- **RECORDS SUPPLIED**
//! The distributed mesh the decomposition operates on.
//!
//! The decomposition consumes the mesh only through [`MeshBulk`]: entity
//! creation and destruction inside modification brackets, part membership,
//! connectivity, field data, ownership/sharing and collective id generation.
//! [`MeshQueryExt`] layers the derived queries on top of any implementation.
//! [`BulkData`] is the in-memory implementation shipped with the crate.

pub mod bulk;
pub mod id_pool;
pub mod meta;
pub mod sharing;

pub use bulk::BulkData;
pub use id_pool::{EntityIdPool, IdPolicy};
pub use meta::{FieldId, FieldSpec, MetaData, Part, PartId, Selector};

use crate::algs::communicator::Communicator;
use crate::mesh_error::CdMeshError;
use crate::topology::cell_type::Topology;
use crate::topology::point::{EntityId, EntityKey, EntityRank};
use std::collections::BTreeSet;

/// Capability set required from the mesh collaborator.
pub trait MeshBulk {
    type Comm: Communicator;

    fn meta(&self) -> &MetaData;
    fn comm(&self) -> &Self::Comm;

    fn parallel_rank(&self) -> usize {
        self.comm().rank()
    }

    fn parallel_size(&self) -> usize {
        self.comm().size()
    }

    fn is_valid(&self, key: EntityKey) -> bool;

    /// All local entity ids of `rank`, ascending.
    fn entity_ids(&self, rank: EntityRank) -> Vec<EntityId>;

    fn topology(&self, key: EntityKey) -> Option<Topology>;

    /// Ordered node connectivity (empty for nodes and unknown entities).
    fn entity_nodes(&self, key: EntityKey) -> &[EntityId];

    /// Entities of `rank` (Side or Element) connected to `node`, ascending.
    fn node_upward(&self, node: EntityId, rank: EntityRank) -> Vec<EntityId>;

    /// Explicit and induced part membership.
    fn parts(&self, key: EntityKey) -> BTreeSet<PartId>;

    fn owner_rank(&self, key: EntityKey) -> usize;

    /// Other ranks holding a copy of `key`, ascending.
    fn sharing_procs(&self, key: EntityKey) -> Vec<usize>;

    /// Field values on `key`, or `None` if the field is not defined there.
    fn field_values(&self, field: FieldId, key: EntityKey) -> Option<&[f64]>;

    fn field_values_mut(&mut self, field: FieldId, key: EntityKey) -> Option<&mut [f64]>;

    /// Whether every element touching a locally owned entity is present
    /// locally (serial runs or an aura ghosting layer).
    fn has_complete_local_view(&self) -> bool;

    fn in_modifiable_state(&self) -> bool;

    fn modification_begin(&mut self) -> Result<(), CdMeshError>;
    fn modification_end(&mut self) -> Result<(), CdMeshError>;

    fn declare_node(&mut self, id: EntityId, parts: &[PartId]) -> Result<(), CdMeshError>;

    fn declare_element(
        &mut self,
        id: EntityId,
        topology: Topology,
        nodes: &[EntityId],
        parts: &[PartId],
    ) -> Result<(), CdMeshError>;

    fn declare_side(
        &mut self,
        id: EntityId,
        topology: Topology,
        nodes: &[EntityId],
        parts: &[PartId],
    ) -> Result<(), CdMeshError>;

    fn destroy_entity(&mut self, key: EntityKey) -> Result<(), CdMeshError>;

    fn change_entity_parts(
        &mut self,
        key: EntityKey,
        add: &[PartId],
        remove: &[PartId],
    ) -> Result<(), CdMeshError>;

    /// Replace the sharing ranks of `key`; the lowest rank becomes owner.
    fn set_sharing(&mut self, key: EntityKey, procs: &[usize]);

    /// Collective id generation.
    fn generate_new_ids(&mut self, rank: EntityRank, count: usize) -> Result<Vec<EntityId>, CdMeshError>;

    /// Copy owned values of `fields` to every sharing rank. Collective.
    fn communicate_field_data(&mut self, fields: &[FieldId]) -> Result<(), CdMeshError>;
}

/// Derived queries available on every [`MeshBulk`].
pub trait MeshQueryExt: MeshBulk {
    fn in_selector(&self, key: EntityKey, sel: &Selector) -> bool {
        sel.contains(&self.parts(key))
    }

    fn has_part(&self, key: EntityKey, part: PartId) -> bool {
        self.parts(key).contains(&part)
    }

    /// Local entities of `rank` selected by `sel`, ascending.
    fn selected_entities(&self, rank: EntityRank, sel: &Selector) -> Vec<EntityId> {
        self.entity_ids(rank)
            .into_iter()
            .filter(|&id| self.in_selector(EntityKey::new(rank, id), sel))
            .collect()
    }

    fn is_locally_owned(&self, key: EntityKey) -> bool {
        self.owner_rank(key) == self.parallel_rank()
    }

    fn is_shared(&self, key: EntityKey) -> bool {
        !self.sharing_procs(key).is_empty()
    }

    /// Entities of `rank` whose connectivity contains every node in `nodes`.
    fn entities_through_relations(&self, nodes: &[EntityId], rank: EntityRank) -> Vec<EntityId> {
        let Some((&first, rest)) = nodes.split_first() else {
            return Vec::new();
        };
        if rank == EntityRank::Node {
            return if rest.iter().all(|&n| n == first) { vec![first] } else { Vec::new() };
        }
        self.node_upward(first, rank)
            .into_iter()
            .filter(|&id| {
                let conn = self.entity_nodes(EntityKey::new(rank, id));
                rest.iter().all(|n| conn.contains(n))
            })
            .collect()
    }

    fn coordinates(&self, node: EntityId) -> [f64; 3] {
        let mut x = [0.0; 3];
        if let Some(vals) = self.field_values(self.meta().coordinates_field(), EntityKey::node(node)) {
            for (d, v) in vals.iter().take(3).enumerate() {
                x[d] = *v;
            }
        }
        x
    }

    fn set_coordinates(&mut self, node: EntityId, x: [f64; 3]) {
        let dim = self.meta().spatial_dimension();
        let coords = self.meta().coordinates_field();
        if let Some(vals) = self.field_values_mut(coords, EntityKey::node(node)) {
            vals[..dim].copy_from_slice(&x[..dim]);
        }
    }

    /// Nodes of side `ordinal` of `elem`, including midside nodes.
    fn element_side_nodes(&self, elem: EntityId, ordinal: usize) -> Vec<EntityId> {
        let key = EntityKey::element(elem);
        let (Some(topo), conn) = (self.topology(key), self.entity_nodes(key)) else {
            return Vec::new();
        };
        topo.side_nodes(ordinal).into_iter().map(|i| conn[i]).collect()
    }

    /// Existing side entity with exactly the given node set.
    fn find_side(&self, side_nodes: &[EntityId]) -> Option<EntityId> {
        let wanted: BTreeSet<EntityId> = side_nodes.iter().copied().collect();
        self.entities_through_relations(side_nodes, EntityRank::Side)
            .into_iter()
            .find(|&s| {
                let have: BTreeSet<EntityId> =
                    self.entity_nodes(EntityKey::side(s)).iter().copied().collect();
                have == wanted
            })
    }

    /// Elements connected to side `side`.
    fn side_elements(&self, side: EntityId) -> Vec<EntityId> {
        let nodes = self.entity_nodes(EntityKey::side(side)).to_vec();
        self.entities_through_relations(&nodes, EntityRank::Element)
    }

    /// Whether `elem` has `side` as one of its sides, and at which ordinal.
    fn side_ordinal(&self, elem: EntityId, side: EntityId) -> Option<usize> {
        let topo = self.topology(EntityKey::element(elem))?;
        let wanted: BTreeSet<EntityId> = self.entity_nodes(EntityKey::side(side)).iter().copied().collect();
        (0..topo.num_sides()).find(|&ord| {
            let nodes: BTreeSet<EntityId> = self.element_side_nodes(elem, ord).into_iter().collect();
            nodes == wanted
        })
    }
}

impl<M: MeshBulk + ?Sized> MeshQueryExt for M {}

- **EXERCISE**
Return word for word the lines above from the line with "fn generate_new_ids(&mut self, rank: EntityRank, count: usize)" to the line with "fn is_shared(&self, key: EntityKey)", including both and leaving out all others.

- **RESULT OF THE TASK**
    fn generate_new_ids(&mut self, rank: EntityRank, count: usize) -> Result<Vec<EntityId>, CdMeshError>;

    /// Copy owned values of `fields` to every sharing rank. Collective.
    fn communicate_field_data(&mut self, fields: &[FieldId]) -> Result<(), CdMeshError>;
}

/// Derived queries available on every [`MeshBulk`].
pub trait MeshQueryExt: MeshBulk {
    fn in_selector(&self, key: EntityKey, sel: &Selector) -> bool {
        sel.contains(&self.parts(key))
    }

    fn has_part(&self, key: EntityKey, part: PartId) -> bool {
        self.parts(key).contains(&part)
    }

    /// Local entities of `rank` selected by `sel`, ascending.
    fn selected_entities(&self, rank: EntityRank, sel: &Selector) -> Vec<EntityId> {
        self.entity_ids(rank)
            .into_iter()
            .filter(|&id| self.in_selector(EntityKey::new(rank, id), sel))
            .collect()
    }

    fn is_locally_owned(&self, key: EntityKey) -> bool {
        self.owner_rank(key) == self.parallel_rank()
    }

    fn is_shared(&self, key: EntityKey) -> bool {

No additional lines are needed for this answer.